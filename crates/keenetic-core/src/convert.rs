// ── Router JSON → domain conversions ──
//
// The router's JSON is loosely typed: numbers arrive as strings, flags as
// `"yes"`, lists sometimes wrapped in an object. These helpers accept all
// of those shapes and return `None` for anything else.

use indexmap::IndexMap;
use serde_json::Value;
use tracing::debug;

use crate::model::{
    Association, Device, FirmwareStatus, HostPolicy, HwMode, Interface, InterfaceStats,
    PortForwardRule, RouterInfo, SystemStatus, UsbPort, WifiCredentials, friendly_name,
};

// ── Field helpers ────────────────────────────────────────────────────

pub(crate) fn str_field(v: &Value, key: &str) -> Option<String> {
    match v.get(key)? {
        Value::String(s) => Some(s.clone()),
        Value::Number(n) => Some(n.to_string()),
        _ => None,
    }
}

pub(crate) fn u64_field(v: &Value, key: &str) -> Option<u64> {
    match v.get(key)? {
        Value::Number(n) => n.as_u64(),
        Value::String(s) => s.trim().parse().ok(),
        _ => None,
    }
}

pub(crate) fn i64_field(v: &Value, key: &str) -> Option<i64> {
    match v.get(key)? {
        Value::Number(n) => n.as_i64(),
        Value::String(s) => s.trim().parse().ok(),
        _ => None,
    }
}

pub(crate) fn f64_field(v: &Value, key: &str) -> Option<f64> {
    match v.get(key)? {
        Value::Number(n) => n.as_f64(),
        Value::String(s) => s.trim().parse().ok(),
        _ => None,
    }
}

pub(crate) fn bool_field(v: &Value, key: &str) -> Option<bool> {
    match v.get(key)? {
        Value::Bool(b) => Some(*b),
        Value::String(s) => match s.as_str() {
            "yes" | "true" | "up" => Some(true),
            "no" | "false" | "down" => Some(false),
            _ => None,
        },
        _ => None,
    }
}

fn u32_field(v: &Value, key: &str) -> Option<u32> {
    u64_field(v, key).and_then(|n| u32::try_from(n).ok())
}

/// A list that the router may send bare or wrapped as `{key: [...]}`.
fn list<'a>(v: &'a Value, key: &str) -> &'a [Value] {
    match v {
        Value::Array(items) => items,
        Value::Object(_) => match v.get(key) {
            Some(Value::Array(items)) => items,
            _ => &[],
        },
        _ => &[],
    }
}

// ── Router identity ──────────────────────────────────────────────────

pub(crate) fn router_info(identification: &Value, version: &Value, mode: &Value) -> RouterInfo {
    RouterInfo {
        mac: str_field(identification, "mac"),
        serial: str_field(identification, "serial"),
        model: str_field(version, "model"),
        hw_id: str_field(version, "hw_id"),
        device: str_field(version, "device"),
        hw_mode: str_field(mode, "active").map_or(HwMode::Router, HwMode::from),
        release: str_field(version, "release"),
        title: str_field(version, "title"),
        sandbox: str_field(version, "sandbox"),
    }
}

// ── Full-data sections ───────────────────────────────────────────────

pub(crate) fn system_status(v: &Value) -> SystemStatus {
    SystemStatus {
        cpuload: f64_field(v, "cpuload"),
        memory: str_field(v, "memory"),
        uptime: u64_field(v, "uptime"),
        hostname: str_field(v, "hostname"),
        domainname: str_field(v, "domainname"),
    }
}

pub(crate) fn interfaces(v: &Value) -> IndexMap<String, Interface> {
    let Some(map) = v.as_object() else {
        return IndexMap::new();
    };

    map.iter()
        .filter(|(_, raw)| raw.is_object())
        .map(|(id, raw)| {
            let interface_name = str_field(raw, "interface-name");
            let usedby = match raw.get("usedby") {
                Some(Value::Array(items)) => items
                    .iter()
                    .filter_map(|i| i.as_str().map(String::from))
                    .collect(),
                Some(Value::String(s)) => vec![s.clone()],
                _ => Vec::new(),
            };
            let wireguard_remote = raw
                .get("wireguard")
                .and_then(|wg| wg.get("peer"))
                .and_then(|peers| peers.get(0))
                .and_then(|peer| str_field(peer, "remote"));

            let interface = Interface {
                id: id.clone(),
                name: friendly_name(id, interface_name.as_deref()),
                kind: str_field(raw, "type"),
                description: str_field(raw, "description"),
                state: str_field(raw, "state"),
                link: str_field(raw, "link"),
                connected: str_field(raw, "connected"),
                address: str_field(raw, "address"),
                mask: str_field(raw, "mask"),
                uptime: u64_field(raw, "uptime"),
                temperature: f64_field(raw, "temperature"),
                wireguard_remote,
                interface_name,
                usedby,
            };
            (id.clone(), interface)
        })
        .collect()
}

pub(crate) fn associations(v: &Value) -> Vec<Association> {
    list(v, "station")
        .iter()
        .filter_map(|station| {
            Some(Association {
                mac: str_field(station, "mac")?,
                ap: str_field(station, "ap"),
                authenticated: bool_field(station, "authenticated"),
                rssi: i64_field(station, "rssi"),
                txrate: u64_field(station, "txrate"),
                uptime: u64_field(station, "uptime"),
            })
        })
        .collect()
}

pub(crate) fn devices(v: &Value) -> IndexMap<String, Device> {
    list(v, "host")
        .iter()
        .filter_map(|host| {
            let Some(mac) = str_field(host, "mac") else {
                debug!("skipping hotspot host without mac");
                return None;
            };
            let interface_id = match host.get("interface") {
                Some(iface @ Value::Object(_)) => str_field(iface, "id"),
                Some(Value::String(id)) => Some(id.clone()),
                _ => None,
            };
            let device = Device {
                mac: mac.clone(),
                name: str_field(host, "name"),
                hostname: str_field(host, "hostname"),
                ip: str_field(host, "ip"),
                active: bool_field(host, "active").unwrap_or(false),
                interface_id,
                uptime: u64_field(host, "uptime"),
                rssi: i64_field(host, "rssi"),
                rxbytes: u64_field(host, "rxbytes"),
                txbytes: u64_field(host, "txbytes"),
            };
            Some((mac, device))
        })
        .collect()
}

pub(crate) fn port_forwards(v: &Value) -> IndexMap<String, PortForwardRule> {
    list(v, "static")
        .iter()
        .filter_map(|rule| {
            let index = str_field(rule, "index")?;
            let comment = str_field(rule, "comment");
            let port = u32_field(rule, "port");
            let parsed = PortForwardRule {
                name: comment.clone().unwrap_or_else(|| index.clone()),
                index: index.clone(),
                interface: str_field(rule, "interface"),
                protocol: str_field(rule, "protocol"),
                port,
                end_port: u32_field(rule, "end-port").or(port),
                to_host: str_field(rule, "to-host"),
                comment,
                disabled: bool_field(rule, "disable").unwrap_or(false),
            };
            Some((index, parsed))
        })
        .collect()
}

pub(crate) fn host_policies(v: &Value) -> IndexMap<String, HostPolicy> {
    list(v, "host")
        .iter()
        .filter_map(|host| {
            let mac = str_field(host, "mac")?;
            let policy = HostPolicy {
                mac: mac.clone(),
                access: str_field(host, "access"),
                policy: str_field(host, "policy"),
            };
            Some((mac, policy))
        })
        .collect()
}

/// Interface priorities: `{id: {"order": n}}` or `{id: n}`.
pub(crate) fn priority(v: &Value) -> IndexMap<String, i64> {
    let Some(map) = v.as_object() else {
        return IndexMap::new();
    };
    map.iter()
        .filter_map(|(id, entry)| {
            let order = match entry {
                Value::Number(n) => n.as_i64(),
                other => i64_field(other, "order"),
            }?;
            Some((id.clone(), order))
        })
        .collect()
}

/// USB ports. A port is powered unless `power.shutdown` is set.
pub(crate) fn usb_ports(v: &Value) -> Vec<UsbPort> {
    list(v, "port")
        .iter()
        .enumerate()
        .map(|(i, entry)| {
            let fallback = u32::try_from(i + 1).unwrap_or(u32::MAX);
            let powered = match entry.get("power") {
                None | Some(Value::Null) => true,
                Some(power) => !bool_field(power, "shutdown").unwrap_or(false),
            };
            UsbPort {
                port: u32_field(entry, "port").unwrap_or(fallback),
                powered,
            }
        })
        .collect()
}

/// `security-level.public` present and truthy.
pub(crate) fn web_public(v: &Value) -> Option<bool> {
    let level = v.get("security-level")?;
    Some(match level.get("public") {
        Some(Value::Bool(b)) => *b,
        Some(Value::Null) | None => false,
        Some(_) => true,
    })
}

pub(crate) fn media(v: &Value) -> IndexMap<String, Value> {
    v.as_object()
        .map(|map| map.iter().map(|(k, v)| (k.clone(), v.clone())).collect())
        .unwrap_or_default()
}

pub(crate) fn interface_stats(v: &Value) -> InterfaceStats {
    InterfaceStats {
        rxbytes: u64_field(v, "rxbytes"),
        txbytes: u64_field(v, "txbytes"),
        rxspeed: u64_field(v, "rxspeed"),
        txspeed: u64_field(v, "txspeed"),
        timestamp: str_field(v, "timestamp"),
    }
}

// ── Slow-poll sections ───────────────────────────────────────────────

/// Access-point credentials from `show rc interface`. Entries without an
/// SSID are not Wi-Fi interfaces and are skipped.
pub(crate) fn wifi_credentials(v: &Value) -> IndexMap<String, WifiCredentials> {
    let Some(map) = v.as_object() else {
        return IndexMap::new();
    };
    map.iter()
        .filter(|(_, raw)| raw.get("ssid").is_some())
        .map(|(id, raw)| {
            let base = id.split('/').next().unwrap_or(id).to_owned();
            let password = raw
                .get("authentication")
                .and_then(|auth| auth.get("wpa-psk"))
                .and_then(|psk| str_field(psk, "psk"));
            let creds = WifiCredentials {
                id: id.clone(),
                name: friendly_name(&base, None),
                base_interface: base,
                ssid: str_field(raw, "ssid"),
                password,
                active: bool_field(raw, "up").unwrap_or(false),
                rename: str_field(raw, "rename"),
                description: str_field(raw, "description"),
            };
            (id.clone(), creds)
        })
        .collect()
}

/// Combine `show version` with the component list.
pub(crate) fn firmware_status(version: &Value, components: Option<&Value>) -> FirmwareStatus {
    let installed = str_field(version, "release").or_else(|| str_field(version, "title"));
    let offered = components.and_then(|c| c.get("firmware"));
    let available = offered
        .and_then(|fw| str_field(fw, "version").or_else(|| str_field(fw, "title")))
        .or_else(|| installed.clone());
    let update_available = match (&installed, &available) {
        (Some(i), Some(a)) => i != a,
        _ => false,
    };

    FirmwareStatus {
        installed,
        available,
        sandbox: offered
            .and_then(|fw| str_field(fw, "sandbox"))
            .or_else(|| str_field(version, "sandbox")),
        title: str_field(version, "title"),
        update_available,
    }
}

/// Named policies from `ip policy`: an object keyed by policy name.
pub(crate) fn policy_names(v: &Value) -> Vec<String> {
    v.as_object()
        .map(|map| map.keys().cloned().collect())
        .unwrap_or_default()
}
####################
#### Required action
Within the lines above, find those holding the word "txbytes" and copy them.

#### Answer for the task
                txbytes: u64_field(host, "txbytes"),
        txbytes: u64_field(v, "txbytes"),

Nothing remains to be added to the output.